WHAT YOU WILL DO:
Transcribe all of the listing below in full.

GIVEN DATA:
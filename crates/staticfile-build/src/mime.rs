/// Static `mime.types` table written next to the generated nginx.conf.
pub const MIME_TYPES: &str = r#"
types {
  text/html html htm shtml;
  text/css css;
  text/xml xml;
  image/gif gif;
  image/jpeg jpeg jpg;
  application/x-javascript js;
  application/atom+xml atom;
  application/rss+xml rss;
  font/ttf ttf;
  font/woff woff;
  font/woff2 woff2;
  text/mathml mml;
  text/plain txt;
  text/vnd.sun.j2me.app-descriptor jad;
  text/vnd.wap.wml wml;
  text/x-component htc;
  text/cache-manifest manifest;
  image/png png;
  image/tiff tif tiff;
  image/vnd.wap.wbmp wbmp;
  image/x-icon ico;
  image/x-jng jng;
  image/x-ms-bmp bmp;
  image/svg+xml svg svgz;
  image/webp webp;
  application/java-archive jar war ear;
  application/mac-binhex40 hqx;
  application/msword doc;
  application/pdf pdf;
  application/postscript ps eps ai;
  application/rtf rtf;
  application/vnd.ms-excel xls;
  application/vnd.ms-powerpoint ppt;
  application/vnd.wap.wmlc wmlc;
  application/vnd.google-earth.kml+xml  kml;
  application/vnd.google-earth.kmz kmz;
  application/x-7z-compressed 7z;
  application/x-cocoa cco;
  application/x-java-archive-diff jardiff;
  application/x-java-jnlp-file jnlp;
  application/x-makeself run;
  application/x-perl pl pm;
  application/x-pilot prc pdb;
  application/x-rar-compressed rar;
  application/x-redhat-package-manager  rpm;
  application/x-sea sea;
  application/x-shockwave-flash swf;
  application/x-stuffit sit;
  application/x-tcl tcl tk;
  application/x-x509-ca-cert der pem crt;
  application/x-xpinstall xpi;
  application/xhtml+xml xhtml;
  application/zip zip;
  application/octet-stream bin exe dll;
  application/octet-stream deb;
  application/octet-stream dmg;
  application/octet-stream eot;
  application/octet-stream iso img;
  application/octet-stream msi msp msm;
  application/json json;
  audio/midi mid midi kar;
  audio/mpeg mp3;
  audio/ogg ogg;
  audio/x-m4a m4a;
  audio/x-realaudio ra;
  video/3gpp 3gpp 3gp;
  video/mp4 mp4;
  video/mpeg mpeg mpg;
  video/quicktime mov;
  video/webm webm;
  video/x-flv flv;
  video/x-m4v m4v;
  video/x-mng mng;
  video/x-ms-asf asx asf;
  video/x-ms-wmv wmv;
  video/x-msvideo avi;
}
"#;
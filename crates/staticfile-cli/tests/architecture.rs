use std::path::{Path, PathBuf};

use arch_lint::rules::{NoErrorSwallowing, NoSilentResultDrop};
use arch_lint::{Analyzer, Severity};

const MEMBERS: &[&str] = &["staticfile-core", "staticfile-build", "staticfile-cli"];

fn crates_dir() -> PathBuf {
    Path::new(env!("CARGO_MANIFEST_DIR"))
        .parent()
        .expect("crates directory")
        .to_path_buf()
}

/// Every pipeline stage is fatal on error, so no member may swallow a
/// `Result` (AL003) or drop one silently (AL013). Test code is excluded.
#[test]
fn members_propagate_every_error() {
    for member in MEMBERS {
        let root = crates_dir().join(member);
        let analyzer = Analyzer::builder()
            .root(root.as_path())
            .exclude("**/target/**")
            .exclude("**/tests/**")
            .rule(NoErrorSwallowing::new())
            .rule(NoSilentResultDrop::new())
            .build()
            .expect("build analyzer");

        let result = analyzer.analyze().expect("analyze");

        assert!(
            !result.has_violations_at(Severity::Warning),
            "{member}:\n{}",
            result.format_test_report(Severity::Warning)
        );
    }
}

RESPONSE AREA:
filename crates/staticfile-build/src/mime.rs
/// Static `mime.types` table written next to the generated nginx.conf.
pub const MIME_TYPES: &str = r#"
types {
  text/html html htm shtml;
  text/css css;
  text/xml xml;
  image/gif gif;
  image/jpeg jpeg jpg;
  application/x-javascript js;
  application/atom+xml atom;
  application/rss+xml rss;
  font/ttf ttf;
  font/woff woff;
  font/woff2 woff2;
  text/mathml mml;
  text/plain txt;
  text/vnd.sun.j2me.app-descriptor jad;
  text/vnd.wap.wml wml;
  text/x-component htc;
  text/cache-manifest manifest;
  image/png png;
  image/tiff tif tiff;
  image/vnd.wap.wbmp wbmp;
  image/x-icon ico;
  image/x-jng jng;
  image/x-ms-bmp bmp;
  image/svg+xml svg svgz;
  image/webp webp;
  application/java-archive jar war ear;
  application/mac-binhex40 hqx;
  application/msword doc;
  application/pdf pdf;
  application/postscript ps eps ai;
  application/rtf rtf;
  application/vnd.ms-excel xls;
  application/vnd.ms-powerpoint ppt;
  application/vnd.wap.wmlc wmlc;
  application/vnd.google-earth.kml+xml  kml;
  application/vnd.google-earth.kmz kmz;
  application/x-7z-compressed 7z;
  application/x-cocoa cco;
  application/x-java-archive-diff jardiff;
  application/x-java-jnlp-file jnlp;
  application/x-makeself run;
  application/x-perl pl pm;
  application/x-pilot prc pdb;
  application/x-rar-compressed rar;
  application/x-redhat-package-manager  rpm;
  application/x-sea sea;
  application/x-shockwave-flash swf;
  application/x-stuffit sit;
  application/x-tcl tcl tk;
  application/x-x509-ca-cert der pem crt;
  application/x-xpinstall xpi;
  application/xhtml+xml xhtml;
  application/zip zip;
  application/octet-stream bin exe dll;
  application/octet-stream deb;
  application/octet-stream dmg;
  application/octet-stream eot;
  application/octet-stream iso img;
  application/octet-stream msi msp msm;
  application/json json;
  audio/midi mid midi kar;
  audio/mpeg mp3;
  audio/ogg ogg;
  audio/x-m4a m4a;
  audio/x-realaudio ra;
  video/3gpp 3gpp 3gp;
  video/mp4 mp4;
  video/mpeg mpeg mpg;
  video/quicktime mov;
  video/webm webm;
  video/x-flv flv;
  video/x-m4v m4v;
  video/x-mng mng;
  video/x-ms-asf asx asf;
  video/x-ms-wmv wmv;
  video/x-msvideo avi;
}
"#;
filename crates/staticfile-cli/tests/architecture.rs
use std::path::{Path, PathBuf};

use arch_lint::rules::{NoErrorSwallowing, NoSilentResultDrop};
use arch_lint::{Analyzer, Severity};

const MEMBERS: &[&str] = &["staticfile-core", "staticfile-build", "staticfile-cli"];

fn crates_dir() -> PathBuf {
    Path::new(env!("CARGO_MANIFEST_DIR"))
        .parent()
        .expect("crates directory")
        .to_path_buf()
}

/// Every pipeline stage is fatal on error, so no member may swallow a
/// `Result` (AL003) or drop one silently (AL013). Test code is excluded.
#[test]
fn members_propagate_every_error() {
    for member in MEMBERS {
        let root = crates_dir().join(member);
        let analyzer = Analyzer::builder()
            .root(root.as_path())
            .exclude("**/target/**")
            .exclude("**/tests/**")
            .rule(NoErrorSwallowing::new())
            .rule(NoSilentResultDrop::new())
            .build()
            .expect("build analyzer");

        let result = analyzer.analyze().expect("analyze");

        assert!(
            !result.has_violations_at(Severity::Warning),
            "{member}:\n{}",
            result.format_test_report(Severity::Warning)
        );
    }
}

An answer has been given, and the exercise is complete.